A. Srivathsan and Kannal Achuthan
Corporation officials say the land belongs
to the local body
No clear cut written agreement between the Corporation and flat owners or the developer
CHENNAI: The Chennai Corporation on Saturday broke open the locked gates of what was hitherto claimed as a private park attached to an apartment complex on the Velachery Main Road and made it accessible for public.
The Ceebros Orchid Apartments on the Velachery Main Road had a park with children’s play equipment as part of the complex. The park, on an area of about 15,000 sq.ft, was created on a land earmarked and transferred to the Corporation as mandated by the Chennai Metropolitan Authority’s open space reservation (OSR) of land for public purpose. The rule states that any project built on a plot more than 3,000 sq.m in area has to allocate 10 per cent of the plot as open space for public purpose and transfer it to the local body.
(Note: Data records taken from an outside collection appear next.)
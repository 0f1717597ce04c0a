use serde::{Deserialize, Serialize};
use std::time::Duration;

/// Thresholds for one circuit breaker
#[derive(Debug, Clone, PartialEq, Eq, Serialize, Deserialize)]
#[serde(default)]
pub struct CircuitBreakerConfig {
    /// Whether backend calls go through the breaker at all
    pub enabled: bool,

    /// Consecutive failures that open the circuit
    pub failure_threshold: u32,

    /// How long the circuit stays open before admitting trial calls
    pub timeout_ms: u64,

    /// Successful trial calls needed to close the circuit again
    pub success_threshold: u32,
}

impl CircuitBreakerConfig {
    pub fn timeout(&self) -> Duration {
        Duration::from_millis(self.timeout_ms)
    }

    pub fn validate(&self) -> Result<(), String> {
        if !self.enabled {
            return Ok(());
        }
        if self.failure_threshold == 0 {
            return Err("failure_threshold must be greater than 0".to_string());
        }
        if self.success_threshold == 0 {
            return Err("success_threshold must be greater than 0".to_string());
        }
        if self.timeout_ms == 0 {
            return Err("timeout_ms must be greater than 0".to_string());
        }
        Ok(())
    }
}

impl Default for CircuitBreakerConfig {
    fn default() -> Self {
        Self {
            enabled: true,
            failure_threshold: 5,
            timeout_ms: 30_000,
            success_threshold: 2,
        }
    }
}
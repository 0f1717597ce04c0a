//! # Resource Pool
//!
//! Bounded pool of reusable handles guarding a scarce external resource
//! (API clients, connections, sessions). The pool is the single point of
//! mutual exclusion over that resource: every call to the execution backend
//! happens while a [`PoolGuard`] is held.
//!
//! ## Handle lifecycle
//!
//! - **Idle**: open and parked in the pool's idle set
//! - **Borrowed**: lent to exactly one caller through a [`PoolGuard`]
//! - **Closed**: retired through [`ResourceFactory::destroy`] by adaptive
//!   shrinking, validation failure or [`ResourcePool::drain`]
//!
//! ## Usage
//!
//! ```rust,no_run
//! use std::sync::Arc;
//! use async_trait::async_trait;
//! use tasklane::config::PoolConfig;
//! use tasklane::pool::{PoolError, ResourceFactory, ResourcePool};
//!
//! struct ClientFactory;
//!
//! #[async_trait]
//! impl ResourceFactory<String> for ClientFactory {
//!     async fn create(&self) -> Result<String, PoolError> {
//!         Ok("client".to_string())
//!     }
//! }
//!
//! # async fn example() -> Result<(), PoolError> {
//! let pool = ResourcePool::new(Arc::new(ClientFactory), PoolConfig::default()).await?;
//! let length = pool.execute(|client| async move { client.len() }).await?;
//! pool.drain().await;
//! # Ok(())
//! # }
//! ```

mod error;
mod factory;
mod resource_pool;

pub use error::PoolError;
pub use factory::ResourceFactory;
pub use resource_pool::{PoolGuard, PoolStats, ResourcePool};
The Ceebros Orchid Apartment Owners’ Association comprising 192 flat owners who occupied the apartments since April last year received a notice from the Chennai Corporation in October 2007 directing them to keep open the park for public to use.
After eight months, on Saturday, the Chennai Corporation forced open the gates of the park and instructed the apartment owners not to obstruct public use. By order, the park will be kept open for public use only for couple of hours in a day.
Secretary of the Association Ravishankar said that they were surprised to get the notice since they all along thought the park was their exclusive property and had invested on its upkeep. The flat owners had maintained it as their own private space. They cite the CMDA rules on OSR where it reads that in cases where the flat owners association is maintaining the OSR public access shall not be insisted. However, there is no clear cut written agreement between the Chennai Corporation and the flat owners or the developer.
Sources in Ceebros, the developer, told The Hindu that in Orchid apartments it was made clear to the flat owners that the park was an OSR land and the undivided share of the land registered excluded this area. However, the owners association claims that the plan and promotional material promised a children’s playground and they are deprived of it now and concerned about enforcing the limited use of the park. The developers have informed the Corporation that they will remove the play equipment and relocate them elsewhere.
Corporation officials said the land belonged to the local body. While it could be maintained by the residents, it should be accessible to the public. If an OSR land was kept closed, the property could easily be used for purposes other than as a park.